TASK DETAILS:
Wherever the word "tags" shows up in the data, report the line it sits in.

*** Opening of TASK INPUT ***

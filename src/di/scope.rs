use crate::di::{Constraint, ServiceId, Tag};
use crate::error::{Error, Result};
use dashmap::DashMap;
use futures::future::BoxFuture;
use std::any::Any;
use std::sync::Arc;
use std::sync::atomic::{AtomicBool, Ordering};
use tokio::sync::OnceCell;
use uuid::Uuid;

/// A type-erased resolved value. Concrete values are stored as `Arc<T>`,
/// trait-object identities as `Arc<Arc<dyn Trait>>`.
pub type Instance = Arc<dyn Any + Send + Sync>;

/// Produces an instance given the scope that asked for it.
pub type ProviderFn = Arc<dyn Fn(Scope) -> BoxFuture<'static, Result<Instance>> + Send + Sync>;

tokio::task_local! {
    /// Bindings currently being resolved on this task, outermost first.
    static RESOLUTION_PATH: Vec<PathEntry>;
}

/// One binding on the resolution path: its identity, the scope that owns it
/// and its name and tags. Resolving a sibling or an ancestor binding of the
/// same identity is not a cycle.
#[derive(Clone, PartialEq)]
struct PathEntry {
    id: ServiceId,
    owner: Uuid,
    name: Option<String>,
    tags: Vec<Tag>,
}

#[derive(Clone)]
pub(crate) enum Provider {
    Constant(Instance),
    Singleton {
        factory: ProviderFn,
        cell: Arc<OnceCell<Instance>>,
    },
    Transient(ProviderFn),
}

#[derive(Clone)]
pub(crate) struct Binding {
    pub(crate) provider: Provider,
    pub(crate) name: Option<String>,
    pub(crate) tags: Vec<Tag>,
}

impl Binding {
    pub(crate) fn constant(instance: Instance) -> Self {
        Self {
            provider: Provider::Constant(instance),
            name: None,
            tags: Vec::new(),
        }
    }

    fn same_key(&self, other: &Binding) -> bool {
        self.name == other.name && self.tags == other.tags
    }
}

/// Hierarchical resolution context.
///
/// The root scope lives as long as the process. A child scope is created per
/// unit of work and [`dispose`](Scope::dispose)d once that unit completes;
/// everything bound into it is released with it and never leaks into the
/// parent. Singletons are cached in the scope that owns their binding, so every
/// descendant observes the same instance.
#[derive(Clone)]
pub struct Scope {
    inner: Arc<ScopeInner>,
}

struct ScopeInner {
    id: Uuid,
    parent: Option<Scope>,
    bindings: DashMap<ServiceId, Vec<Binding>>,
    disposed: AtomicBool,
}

*** Close of TASK INPUT ***

ANSWER TO THE PROBLEM:
/// and its name and tags. Resolving a sibling or an ancestor binding of the
    tags: Vec<Tag>,
    pub(crate) tags: Vec<Tag>,
            tags: Vec::new(),
        self.name == other.name && self.tags == other.tags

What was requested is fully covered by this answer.